MR. FLETCHER: So there's a lot packed in there. I want to give you one very specific answer first and then step back out to the proper context. So specifically you mentioned demanding an answer right away and cursing them out. The only time that happens is in an email that's about the President's own Instagram account. It's not about moderating other people's content.

JUSTICE ALITO: Okay. We'll put that aside. There's all the rest.

MR. FLETCHER: So --

JUSTICE ALITO: Constant meetings, constant emails, we want answers.

MR. FLETCHER: Right.

JUSTICE ALITO: We're partners, we're on the same team. Do you think that the print media regards themselves as being on the same team as the federal government, partners with the federal government?
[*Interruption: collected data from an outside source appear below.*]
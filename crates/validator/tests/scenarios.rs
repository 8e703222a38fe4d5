//! End-to-end validation scenarios.

use arbiter_validator::prelude::*;
use pretty_assertions::assert_eq;
use rstest::rstest;
use serde_json::{Value, json};

fn messages(validator: &Validator, data: &Value) -> Vec<(String, String)> {
    match validator.validate(data) {
        Ok(()) => Vec::new(),
        Err(errors) => errors
            .into_iter()
            .map(|m| (m.target, m.message))
            .collect(),
    }
}

fn one(target: &str, message: &str) -> Vec<(String, String)> {
    vec![(target.to_string(), message.to_string())]
}

fn single(data_type: DataType) -> Validator {
    Validator::new(vec![ConstraintNode::new("a").typed(data_type)], Context::new()).unwrap()
}

// ============================================================================
// TYPE CHECKS
// ============================================================================

#[test]
fn absent_target_is_not_a_type_failure() {
    let validator = single(DataType::String);
    assert!(validator.validate(&json!({})).is_ok());
    assert!(validator.validate(&json!({"b": 1})).is_ok());
}

#[rstest]
#[case(DataType::String, json!("hello"))]
#[case(DataType::Number, json!(1))]
#[case(DataType::Number, json!(-2.5))]
#[case(DataType::Boolean, json!(false))]
#[case(DataType::Object, json!({"b": 1}))]
#[case(DataType::Object, json!(null))]
#[case(DataType::Array, json!([]))]
#[case(DataType::Any, json!([1, "x"]))]
fn matching_type_passes(#[case] data_type: DataType, #[case] value: Value) {
    assert!(single(data_type).validate(&json!({ "a": value })).is_ok());
}

#[rstest]
#[case(DataType::String, json!(1), "a is not of type string (got number)")]
#[case(DataType::String, json!({}), "a is not of type string (got object)")]
#[case(DataType::String, json!([]), "a is not of type string (got array)")]
#[case(DataType::Number, json!("1"), "a is not of type number (got string)")]
#[case(DataType::Number, json!({}), "a is not of type number (got object)")]
#[case(DataType::Number, json!([]), "a is not of type number (got array)")]
#[case(DataType::Object, json!("1"), "a is not of type object (got string)")]
#[case(DataType::Object, json!(1), "a is not of type object (got number)")]
#[case(DataType::Object, json!([]), "a is not of type object (got array)")]
#[case(DataType::Array, json!("1"), "a is not of type array (got string)")]
#[case(DataType::Array, json!(1), "a is not of type array (got number)")]
#[case(DataType::Array, json!({}), "a is not of type array (got object)")]
#[case(DataType::Boolean, json!(0), "a is not of type boolean (got number)")]
#[case(DataType::Function, json!("1"), "a is not of type function (got string)")]
#[case(DataType::Function, json!([]), "a is not of type function (got array)")]
fn mismatched_type_reports_once(
    #[case] data_type: DataType,
    #[case] value: Value,
    #[case] expected: &str,
) {
    let validator = single(data_type);
    assert_eq!(messages(&validator, &json!({ "a": value })), one("a", expected));
}

#[test]
fn type_failure_suppresses_required_and_rules() {
    let validator = Validator::new(
        vec![ConstraintNode::new("a")
            .typed(DataType::String)
            .required("$prop is required!")
            .rule(Resolvable::new("lengthAtLeast").target().arg(3))],
        Context::new(),
    )
    .unwrap();

    assert_eq!(
        messages(&validator, &json!({"a": []})),
        one("a", "a is not of type string (got array)")
    );
}

#[test]
fn fields_imply_object_type() {
    let validator = Validator::new(
        vec![ConstraintNode::new("a").fields(vec![ConstraintNode::new("b").typed(DataType::String)])],
        Context::new(),
    )
    .unwrap();

    assert_eq!(
        messages(&validator, &json!({"a": "1"})),
        one("a", "a is not of type object (got string)")
    );
    assert!(validator.validate(&json!({"a": {"b": "1"}})).is_ok());
}

#[test]
fn element_schema_implies_array_type() {
    let validator = Validator::new(
        vec![ConstraintNode::new("a").element(ConstraintNode::element_schema().typed(DataType::Number))],
        Context::new(),
    )
    .unwrap();

    assert!(validator.validate(&json!({"a": [1, 2]})).is_ok());
    assert_eq!(
        messages(&validator, &json!({"a": "12"})),
        one("a", "a is not of type object (got string)")
    );
    assert_eq!(
        messages(&validator, &json!({"a": [1, "2"]})),
        one("a.1", "a.1 is not of type number (got string)")
    );
}

// ============================================================================
// REQUIRED
// ============================================================================

#[test]
fn required_true_uses_default_message() {
    let validator = Validator::new(
        vec![ConstraintNode::new("a").typed(DataType::String).required(true)],
        Context::new(),
    )
    .unwrap();
    assert_eq!(messages(&validator, &json!({})), one("a", "a is required"));
}

#[rstest]
#[case(json!({}))]
#[case(json!({"a": null}))]
#[case(json!({"a": ""}))]
fn required_fires_for_blank_values(#[case] data: Value) {
    let validator = Validator::new(
        vec![ConstraintNode::new("a").typed(DataType::Any).required(true)],
        Context::new(),
    )
    .unwrap();
    assert_eq!(messages(&validator, &data), one("a", "a is required"));
}

#[test]
fn required_false_is_not_required() {
    let validator = Validator::new(
        vec![ConstraintNode::new("a").typed(DataType::String).required(false)],
        Context::new(),
    )
    .unwrap();
    assert!(validator.validate(&json!({})).is_ok());
}

#[test]
fn required_message_template_uses_full_path() {
    let validator = Validator::new(
        vec![ConstraintNode::new("user").fields(vec![
            ConstraintNode::new("email")
                .typed(DataType::String)
                .required("Please provide $prop"),
        ])],
        Context::new(),
    )
    .unwrap();

    assert_eq!(
        messages(&validator, &json!({"user": {}})),
        one("user.email", "Please provide user.email")
    );
}

#[test]
fn dynamic_required_on_sibling_path() {
    let validator = Validator::new(
        vec![ConstraintNode::new("a").fields(vec![
            ConstraintNode::new("b").typed(DataType::Number),
            ConstraintNode::new("c").typed(DataType::Number).required(
                Resolvable::new("isEmpty")
                    .path("a.b")
                    .with_message("$prop is required because b is blank"),
            ),
        ])],
        Context::new().with_function("isEmpty", |args: &Arguments<'_>| args.is_missing(0)),
    )
    .unwrap();

    assert_eq!(
        messages(&validator, &json!({"a": {}})),
        one("a.c", "a.c is required because b is blank")
    );
    assert!(validator.validate(&json!({"a": {"b": 1}})).is_ok());
}

#[test]
fn dynamic_required_without_message_uses_default() {
    let validator = Validator::new(
        vec![
            ConstraintNode::new("mode").typed(DataType::String),
            ConstraintNode::new("token")
                .typed(DataType::String)
                .required(Resolvable::new("equals").path("mode").arg("secure")),
        ],
        Context::new(),
    )
    .unwrap();

    assert_eq!(
        messages(&validator, &json!({"mode": "secure"})),
        one("token", "token is required")
    );
    assert!(validator.validate(&json!({"mode": "open"})).is_ok());
}

#[test]
fn falsy_dynamic_required_continues_to_children() {
    let validator = Validator::new(
        vec![
            ConstraintNode::new("a")
                .required(Resolvable::new("isNotEmpty").path("enabled"))
                .fields(vec![ConstraintNode::new("b").typed(DataType::Number).required(true)]),
        ],
        Context::new(),
    )
    .unwrap();

    assert_eq!(messages(&validator, &json!({})), one("a.b", "a.b is required"));
}

// ============================================================================
// RULES
// ============================================================================

#[test]
fn array_broadcast_checks_every_element() {
    let validator = Validator::new(
        vec![ConstraintNode::new("a").typed(DataType::Array).element(
            ConstraintNode::element_schema().typed(DataType::String).rule(
                Resolvable::new("lengthAtLeast")
                    .target()
                    .arg(3)
                    .with_message("$prop must be at least 3 chars"),
            ),
        )],
        Context::new(),
    )
    .unwrap();

    assert_eq!(
        messages(&validator, &json!({"a": ["on", "two"]})),
        one("a.0", "a.0 must be at least 3 chars")
    );
}

#[test]
fn first_failing_rule_wins() {
    let validator = Validator::new(
        vec![ConstraintNode::new("code")
            .typed(DataType::String)
            .rule(Resolvable::new("lengthAtMost").target().arg(4))
            .rule(Resolvable::new("matches").target().arg("^[0-9]+$"))],
        Context::new(),
    )
    .unwrap();

    assert_eq!(
        messages(&validator, &json!({"code": "abcdef"})),
        one("code", "code is invalid (lengthAtMost)")
    );
    assert_eq!(
        messages(&validator, &json!({"code": "ab"})),
        one("code", "code is invalid (matches)")
    );
    assert!(validator.validate(&json!({"code": "12"})).is_ok());
}

#[test]
fn cross_field_rule_reads_absolute_path() {
    let validator = Validator::new(
        vec![
            ConstraintNode::new("password").typed(DataType::String),
            ConstraintNode::new("confirm").typed(DataType::String).rule(
                Resolvable::new("equals")
                    .target()
                    .path("password")
                    .with_message("$prop must match password"),
            ),
        ],
        Context::new(),
    )
    .unwrap();

    assert!(validator.validate(&json!({"password": "s3cret", "confirm": "s3cret"})).is_ok());
    assert_eq!(
        messages(&validator, &json!({"password": "s3cret", "confirm": "secret"})),
        one("confirm", "confirm must match password")
    );
}

// ============================================================================
// ORDER AND INDEPENDENCE
// ============================================================================

#[test]
fn failures_follow_declaration_order() {
    let validator = Validator::new(
        vec![
            ConstraintNode::new("z").typed(DataType::Number).required(true),
            ConstraintNode::new("contacts").typed(DataType::Array).element(
                ConstraintNode::element_schema().fields(vec![
                    ConstraintNode::new("contact_type")
                        .typed(DataType::String)
                        .required(true),
                    ConstraintNode::new("value").typed(DataType::String),
                ]),
            ),
            ConstraintNode::new("a").typed(DataType::Boolean),
        ],
        Context::new(),
    )
    .unwrap();

    let data = json!({
        "contacts": [
            {"value": 1},
            {"contact_type": "email", "value": "a@b.c"},
            "oops"
        ],
        "a": "yes"
    });

    assert_eq!(
        messages(&validator, &data),
        vec![
            ("z".to_string(), "z is required".to_string()),
            (
                "contacts.0.contact_type".to_string(),
                "contacts.0.contact_type is required".to_string()
            ),
            (
                "contacts.0.value".to_string(),
                "contacts.0.value is not of type string (got number)".to_string()
            ),
            (
                "contacts.2".to_string(),
                "contacts.2 is not of type object (got string)".to_string()
            ),
            (
                "a".to_string(),
                "a is not of type boolean (got string)".to_string()
            ),
        ]
    );
}

#[test]
fn nested_arrays_address_each_level() {
    let validator = Validator::new(
        vec![ConstraintNode::new("grid").element(
            ConstraintNode::element_schema()
                .element(ConstraintNode::element_schema().typed(DataType::Number)),
        )],
        Context::new(),
    )
    .unwrap();

    assert_eq!(
        messages(&validator, &json!({"grid": [[1, 2], [3, "x"]]})),
        one("grid.1.1", "grid.1.1 is not of type number (got string)")
    );
}

#[test]
fn validate_is_repeatable() {
    let validator = Validator::new(
        vec![ConstraintNode::new("a").typed(DataType::String).required(true)],
        Context::new(),
    )
    .unwrap();
    let data = json!({"a": 3});

    assert_eq!(validator.validate(&data), validator.validate(&data));
}

#[test]
fn shared_validator_across_threads() {
    let validator = std::sync::Arc::new(
        Validator::new(
            vec![ConstraintNode::new("n").typed(DataType::Number).required(true)],
            Context::new(),
        )
        .unwrap(),
    );

    let handles: Vec<_> = (0..4)
        .map(|i| {
            let validator = std::sync::Arc::clone(&validator);
            std::thread::spawn(move || validator.is_valid(&json!({ "n": i })))
        })
        .collect();

    for handle in handles {
        assert!(handle.join().unwrap());
    }
}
MR. FLETCHER: So potentially in the context of an effort to get Americans vaccinated during a once-in-a-lifetime pandemic. And I really think that piece of context, it doesn't change the First Amendment principles, but it's relevant to how they apply here. And I think it's important to understand that at this time, this was a time when thousands of Americans were still dying every week and there was a hope that getting everyone vaccinated could stop the pandemic. And there was a concern that Americans were getting their news about the vaccine from these platforms, and the platforms were promoting, not just posting --

JUSTICE ALITO: Well, I -- I --

MR. FLETCHER: -- but promoting, bad information.

JUSTICE ALITO: I understand all that. And I know the objectives were good, but -- but, once again, they were also getting their news from the print media and the broadcast media and cable media, and I just can't imagine the federal government doing that to them. But maybe I'm naive. Maybe that goes on behind the scenes. I don't know. But I -- I -- it struck me as wow, this is not what I understand the relationship to be. That's all.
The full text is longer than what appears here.